So, for about the last 6 months or maybe longer, I've been growing out my gray hair. I had, for a number of years now, been plucking them. I don't have that many, but they are all in the front and sort of irritate me, so I normally just plucked them as I saw them. They have a different texture, they're a little wiry, and pick up the light in ways that I just wish the rest of my hair did. I always ask my hairdresser to check the rest of my head to tell me how bad it's getting, because I am trying to put off getting highlights as long as I possibly can, mostly because of the expense and the maintenance involved once you start something like that. Well at one visit last year, she told me a story about a lady who plucked her gray hairs and also got highlights, and the gray ones never got highlighted because they were too short to color since she plucked. So I've been growing them out now for some time so that when I decide to take the plunge, I won't have this issue. Well I've also been growing out the rest of my hair because I'm lazy and don't want to have to fix it, and so when I pull my hair back in a pony tail is generally when I notice the mass quantities of grays that are kept hidden when I wear my hair down. Needless to say, I've been noticing them a lot lately. Normally I would just notice them and go on with my life, but evidently since the extra 25lbs I'm still carrying around has made me feel like I have a double chin and jowls, my subconscious has been bothered by all of this more than I realized and I dreamt last night about gray hair. In this marvelous dream, R. was pointing out all of my gray hairs. He was picking through the hair on my head and pointing out that I had a lot in the back and they were really just everywhere and getting out of control, and then he lifted up one side of my hair to point out this huge patch of gray hair that was all growing in together. Just in case you are wondering, he would never, ever do this. Most of the time when I start whining about it he says something along the lines of "I love your gray hair." Or something like that. So I'm not sure where this dream came from, but I think I'm going to have to pluck at least one of these hairs because it is staring me in the face every time I look in the mirror.

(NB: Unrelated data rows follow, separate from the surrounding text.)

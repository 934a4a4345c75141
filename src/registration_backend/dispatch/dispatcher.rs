use std::sync::Arc;

use log::{error, info, warn};

use crate::registration_backend::record::types::SubmissionRecord;
use crate::registration_backend::sinks::{
    RegistrationOutcome, RegistrationSink, SpreadsheetOutcome, SpreadsheetSink,
};

/// Which sinks a deployment writes to.
#[derive(Debug, Clone, Copy, PartialEq, Eq)]
pub struct SinkConfig {
    pub registration_api: bool,
    pub spreadsheet: bool,
}

impl Default for SinkConfig {
    fn default() -> Self {
        Self {
            registration_api: true,
            spreadsheet: true,
        }
    }
}

/// Per-sink results of one dispatch. `None` means the sink was disabled and
/// never contacted.
#[derive(Debug, Clone, PartialEq, Eq)]
pub struct DispatchReport {
    pub registration: Option<RegistrationOutcome>,
    pub spreadsheet: Option<SpreadsheetOutcome>,
}

#[derive(Debug, Clone, Copy, PartialEq, Eq)]
pub enum CompositeOutcome {
    Both,
    RegistrationOnly { spreadsheet_failed: bool },
    SpreadsheetOnly { registration_failed: bool },
    Failed,
}

impl DispatchReport {
    pub fn outcome(&self) -> CompositeOutcome {
        let saved_db = matches!(self.registration, Some(RegistrationOutcome::Success));
        let saved_sheet = matches!(self.spreadsheet, Some(SpreadsheetOutcome::Dispatched));

        match (saved_db, saved_sheet) {
            (true, true) => CompositeOutcome::Both,
            (true, false) => CompositeOutcome::RegistrationOnly {
                spreadsheet_failed: self.spreadsheet.is_some(),
            },
            (false, true) => CompositeOutcome::SpreadsheetOnly {
                registration_failed: self.registration.is_some(),
            },
            (false, false) => CompositeOutcome::Failed,
        }
    }
}

impl CompositeOutcome {
    pub fn is_success(&self) -> bool {
        !matches!(self, CompositeOutcome::Failed)
    }

    /// The one message shown to the user for this submission.
    pub fn message(&self) -> String {
        match self {
            CompositeOutcome::Both => {
                "Registration successful! Data saved to both database and Google Sheets."
                    .to_string()
            }
            CompositeOutcome::RegistrationOnly { spreadsheet_failed } => {
                let mut msg = "Registration successful! Data saved to database only.".to_string();
                if *spreadsheet_failed {
                    msg.push_str(" Google Sheets save failed.");
                }
                msg
            }
            CompositeOutcome::SpreadsheetOnly { registration_failed } => {
                let mut msg =
                    "Registration successful! Data saved to Google Sheets only.".to_string();
                if *registration_failed {
                    msg.push_str(" Database save failed.");
                }
                msg
            }
            CompositeOutcome::Failed => {
                "Error submitting registration. Please try again.".to_string()
            }
        }
    }
}

/// Sends one record to every enabled sink. Attempts run concurrently and
/// each yields a value, so one sink failing never skips the other. A sink
/// that hangs is cut off by its client's request timeout. No retries.
pub struct DualWriteDispatcher {
    config: SinkConfig,
    registration: Arc<dyn RegistrationSink>,
    spreadsheet: Arc<dyn SpreadsheetSink>,
}

impl DualWriteDispatcher {
    pub fn new(
        config: SinkConfig,
        registration: Arc<dyn RegistrationSink>,
        spreadsheet: Arc<dyn SpreadsheetSink>,
    ) -> Self {
        Self {
            config,
            registration,
            spreadsheet,
        }
    }

    pub async fn dispatch(&self, record: &SubmissionRecord) -> DispatchReport {
        let registration = async {
            if self.config.registration_api {
                Some(self.registration.register(record).await)
            } else {
                None
            }
        };
        let spreadsheet = async {
            if self.config.spreadsheet {
                Some(self.spreadsheet.append(record).await)
            } else {
                None
            }
        };

        let (registration, spreadsheet) = tokio::join!(registration, spreadsheet);
        let report = DispatchReport { registration, spreadsheet };

        match report.outcome() {
            CompositeOutcome::Both => info!(
                "Submission {} saved to {} and {}",
                record.id,
                self.registration.name(),
                self.spreadsheet.name()
            ),
            CompositeOutcome::Failed => {
                error!("Failed to save submission {} to any location", record.id)
            }
            degraded => warn!("Submission {} partially saved: {:?}", record.id, degraded),
        }

        report
    }
}
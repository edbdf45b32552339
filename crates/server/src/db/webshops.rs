//! Webshop (tenant) repository.

use chrono::{NaiveDate, NaiveDateTime};
use sqlx::types::Json;
use sqlx::{QueryBuilder, Sqlite, SqlitePool};

use webshop_crm_core::{UserId, WebshopId, money};

use super::{RepositoryError, parse_column, push_set};
use crate::models::{
    NewWebshop, Webshop, WebshopListing, WebshopMember, WebshopSubscription, WebshopUpdate,
};

const WEBSHOP_COLUMNS: &str = "w.id, w.name, w.domain, w.description, w.owner_id, \
     w.subscription_plan, w.settings, w.is_active, w.created_at, w.updated_at";

#[derive(Debug, sqlx::FromRow)]
struct WebshopRow {
    id: i64,
    name: String,
    domain: Option<String>,
    description: Option<String>,
    owner_id: Option<i64>,
    subscription_plan: String,
    settings: Json<serde_json::Value>,
    is_active: bool,
    created_at: NaiveDateTime,
    updated_at: NaiveDateTime,
}

impl TryFrom<WebshopRow> for Webshop {
    type Error = RepositoryError;

    fn try_from(row: WebshopRow) -> Result<Self, Self::Error> {
        Ok(Self {
            id: WebshopId::new(row.id),
            name: row.name,
            domain: row.domain,
            description: row.description,
            owner_id: row.owner_id.map(UserId::new),
            subscription_plan: parse_column(&row.subscription_plan)?,
            settings: row.settings.0,
            is_active: row.is_active,
            created_at: row.created_at.and_utc(),
            updated_at: row.updated_at.and_utc(),
        })
    }
}

#[derive(Debug, sqlx::FromRow)]
struct WebshopListingRow {
    #[sqlx(flatten)]
    webshop: WebshopRow,
    customers_count: i64,
    orders_count: i64,
    revenue: f64,
}

#[derive(Debug, sqlx::FromRow)]
struct SubscriptionRow {
    plan: String,
    price_monthly: f64,
    price_yearly: Option<f64>,
    max_customers: i64,
    max_orders: i64,
    max_products: i64,
    status: String,
    billing_cycle: String,
    current_period_start: NaiveDate,
    current_period_end: NaiveDate,
}

impl TryFrom<SubscriptionRow> for WebshopSubscription {
    type Error = RepositoryError;

    fn try_from(row: SubscriptionRow) -> Result<Self, Self::Error> {
        Ok(Self {
            plan: parse_column(&row.plan)?,
            price_monthly: money::from_db(row.price_monthly),
            price_yearly: row.price_yearly.map(money::from_db),
            max_customers: row.max_customers,
            max_orders: row.max_orders,
            max_products: row.max_products,
            status: row.status,
            billing_cycle: row.billing_cycle,
            current_period_start: row.current_period_start,
            current_period_end: row.current_period_end,
        })
    }
}

#[derive(Debug, sqlx::FromRow)]
struct MemberRow {
    user_id: i64,
    email: String,
    first_name: String,
    last_name: String,
    role: String,
}

/// Repository for webshops.
pub struct WebshopRepository<'a> {
    pool: &'a SqlitePool,
}

impl<'a> WebshopRepository<'a> {
    #[must_use]
    pub const fn new(pool: &'a SqlitePool) -> Self {
        Self { pool }
    }

    /// Active webshops with customer/order counts and revenue.
    ///
    /// # Errors
    ///
    /// Returns `RepositoryError::Database` if the query fails.
    pub async fn list(&self) -> Result<Vec<WebshopListing>, RepositoryError> {
        let rows = sqlx::query_as::<_, WebshopListingRow>(&format!(
            "SELECT {WEBSHOP_COLUMNS},
                (SELECT COUNT(*) FROM customers c WHERE c.webshop_id = w.id) AS customers_count,
                (SELECT COUNT(*) FROM orders o WHERE o.webshop_id = w.id) AS orders_count,
                (SELECT COALESCE(SUM(o.total_amount), 0.0) FROM orders o
                 WHERE o.webshop_id = w.id AND o.status != 'cancelled') AS revenue
             FROM webshops w
             WHERE w.is_active = 1
             ORDER BY w.created_at DESC, w.id DESC"
        ))
        .fetch_all(self.pool)
        .await?;

        rows.into_iter()
            .map(|r| -> Result<WebshopListing, RepositoryError> {
                Ok(WebshopListing {
                    webshop: r.webshop.try_into()?,
                    customers_count: r.customers_count,
                    orders_count: r.orders_count,
                    revenue: money::from_db(r.revenue),
                })
            })
            .collect()
    }

    /// Get a webshop by ID.
    ///
    /// # Errors
    ///
    /// Returns `RepositoryError::Database` if the query fails.
    pub async fn get(&self, id: WebshopId) -> Result<Option<Webshop>, RepositoryError> {
        let row = sqlx::query_as::<_, WebshopRow>(&format!(
            "SELECT {WEBSHOP_COLUMNS} FROM webshops w WHERE w.id = ?"
        ))
        .bind(id)
        .fetch_optional(self.pool)
        .await?;

        row.map(TryInto::try_into).transpose()
    }

    /// Find an active webshop by name.
    ///
    /// # Errors
    ///
    /// Returns `RepositoryError::Database` if the query fails.
    pub async fn find_by_name(&self, name: &str) -> Result<Option<Webshop>, RepositoryError> {
        let row = sqlx::query_as::<_, WebshopRow>(&format!(
            "SELECT {WEBSHOP_COLUMNS} FROM webshops w WHERE w.name = ? AND w.is_active = 1"
        ))
        .bind(name)
        .fetch_optional(self.pool)
        .await?;

        row.map(TryInto::try_into).transpose()
    }

    /// Create a webshop together with its plan subscription and, when it has
    /// an owner, the owner's access row.
    ///
    /// # Errors
    ///
    /// Returns `RepositoryError::Database` if an insert fails.
    pub async fn create(&self, webshop: &NewWebshop) -> Result<Webshop, RepositoryError> {
        let mut tx = self.pool.begin().await?;

        let id: i64 = sqlx::query_scalar(
            "INSERT INTO webshops (name, domain, description, owner_id, subscription_plan, settings)
             VALUES (?, ?, ?, ?, ?, ?)
             RETURNING id",
        )
        .bind(&webshop.name)
        .bind(&webshop.domain)
        .bind(&webshop.description)
        .bind(webshop.owner_id)
        .bind(webshop.subscription_plan)
        .bind(Json(&webshop.settings))
        .fetch_one(&mut *tx)
        .await?;

        sqlx::query(
            "INSERT INTO subscriptions
                (webshop_id, plan_id, current_period_start, current_period_end)
             SELECT ?, id, date('now'), date('now', '+1 month')
             FROM subscription_plans WHERE name = ?",
        )
        .bind(id)
        .bind(webshop.subscription_plan)
        .execute(&mut *tx)
        .await?;

        if let Some(owner_id) = webshop.owner_id {
            sqlx::query(
                "INSERT INTO user_webshop_access (user_id, webshop_id, role, granted_by)
                 VALUES (?, ?, 'owner', ?)",
            )
            .bind(owner_id)
            .bind(id)
            .bind(owner_id)
            .execute(&mut *tx)
            .await?;
        }

        tx.commit().await?;

        self.get(WebshopId::new(id))
            .await?
            .ok_or(RepositoryError::NotFound)
    }

    /// The webshop's subscription joined with its plan.
    ///
    /// # Errors
    ///
    /// Returns `RepositoryError::Database` if the query fails.
    pub async fn subscription(
        &self,
        id: WebshopId,
    ) -> Result<Option<WebshopSubscription>, RepositoryError> {
        let row = sqlx::query_as::<_, SubscriptionRow>(
            "SELECT p.name AS plan, p.price_monthly, p.price_yearly, p.max_customers,
                    p.max_orders, p.max_products, s.status, s.billing_cycle,
                    s.current_period_start, s.current_period_end
             FROM subscriptions s
             JOIN subscription_plans p ON p.id = s.plan_id
             WHERE s.webshop_id = ?",
        )
        .bind(id)
        .fetch_optional(self.pool)
        .await?;

        row.map(TryInto::try_into).transpose()
    }

    /// Staff users with access to the webshop, owners first.
    ///
    /// # Errors
    ///
    /// Returns `RepositoryError::Database` if the query fails.
    pub async fn members(&self, id: WebshopId) -> Result<Vec<WebshopMember>, RepositoryError> {
        let rows = sqlx::query_as::<_, MemberRow>(
            "SELECT u.id AS user_id, u.email, u.first_name, u.last_name, a.role
             FROM user_webshop_access a
             JOIN users u ON u.id = a.user_id
             WHERE a.webshop_id = ?
             ORDER BY a.role = 'owner' DESC, u.email",
        )
        .bind(id)
        .fetch_all(self.pool)
        .await?;

        Ok(rows
            .into_iter()
            .map(|r| WebshopMember {
                user_id: UserId::new(r.user_id),
                email: r.email,
                first_name: r.first_name,
                last_name: r.last_name,
                role: r.role,
            })
            .collect())
    }

    /// Apply a partial update.
    ///
    /// # Errors
    ///
    /// Returns `RepositoryError::NotFound` if the webshop does not exist.
    pub async fn update(
        &self,
        id: WebshopId,
        update: WebshopUpdate,
    ) -> Result<Webshop, RepositoryError> {
        let mut qb = QueryBuilder::<Sqlite>::new("UPDATE webshops SET updated_at = CURRENT_TIMESTAMP");
        push_set(&mut qb, "name", update.name);
        push_set(&mut qb, "domain", update.domain);
        push_set(&mut qb, "description", update.description);
        push_set(&mut qb, "subscription_plan", update.subscription_plan);
        push_set(&mut qb, "settings", update.settings.map(Json));
        qb.push(" WHERE id = ").push_bind(id);

        let plan = update.subscription_plan;
        let mut tx = self.pool.begin().await?;
        let result = qb.build().execute(&mut *tx).await?;
        if result.rows_affected() == 0 {
            return Err(RepositoryError::NotFound);
        }

        if let Some(plan) = plan {
            sqlx::query(
                "INSERT INTO subscriptions
                    (webshop_id, plan_id, current_period_start, current_period_end)
                 SELECT ?, id, date('now'), date('now', '+1 month')
                 FROM subscription_plans WHERE name = ?
                 ON CONFLICT (webshop_id) DO UPDATE SET
                    plan_id = excluded.plan_id,
                    updated_at = CURRENT_TIMESTAMP",
            )
            .bind(id)
            .bind(plan)
            .execute(&mut *tx)
            .await?;
        }
        tx.commit().await?;

        self.get(id).await?.ok_or(RepositoryError::NotFound)
    }

    /// Soft delete.
    ///
    /// # Errors
    ///
    /// Returns `RepositoryError::NotFound` if the webshop does not exist.
    pub async fn deactivate(&self, id: WebshopId) -> Result<(), RepositoryError> {
        let result = sqlx::query(
            "UPDATE webshops SET is_active = 0, updated_at = CURRENT_TIMESTAMP WHERE id = ?",
        )
        .bind(id)
        .execute(self.pool)
        .await?;

        if result.rows_affected() == 0 {
            return Err(RepositoryError::NotFound);
        }
        Ok(())
    }
}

On a totally different subject, the house is back to normal. The front porch has been cleared, the mattresses are gone from the middle of the house, and our attic and storage shed have never been more organized than they are right now. So I no longer have that to stress me out. Graham is just about the perfect baby. He eats every 4 hours just like they taught him to do in the hospital, sometimes I wake him up but most of the time he wakes up right one schedule, eats and goes right back to bed. I'm still pumping because he's not nursing very well, so even when he nurses I pump after I feed him, and I usually prop him up on the Boppy while I do that just in case I haven't burped him well enough, and so sometimes he'll look around for a bit but then he just drifts off. Noise doesn't bother him at all, thank goodness, so he's just out in his bassinet in the middle of the house sleeping all day. I am still pretty exhausted from going up to the hospital every night, and if I ever do have a day where I feel really good I try to run errands, and then feel awful the next day. Today is the next day in case you were wondering. But my mom is here, so I'm still able to nap pretty well. She'll be here for another week, which is great because Bennett is supposed to come home on Monday, and I'll have my postpartum visit and then have a few more days to try to get stuff done before she leaves. But I figure once we're not going to the hospital every day I'll have a little more energy, although I'm sure it will be redirected toward the babies. There's no way they're going to both sleep this well for very long.
Oh yeah, and I saw more gypsies at the hospital.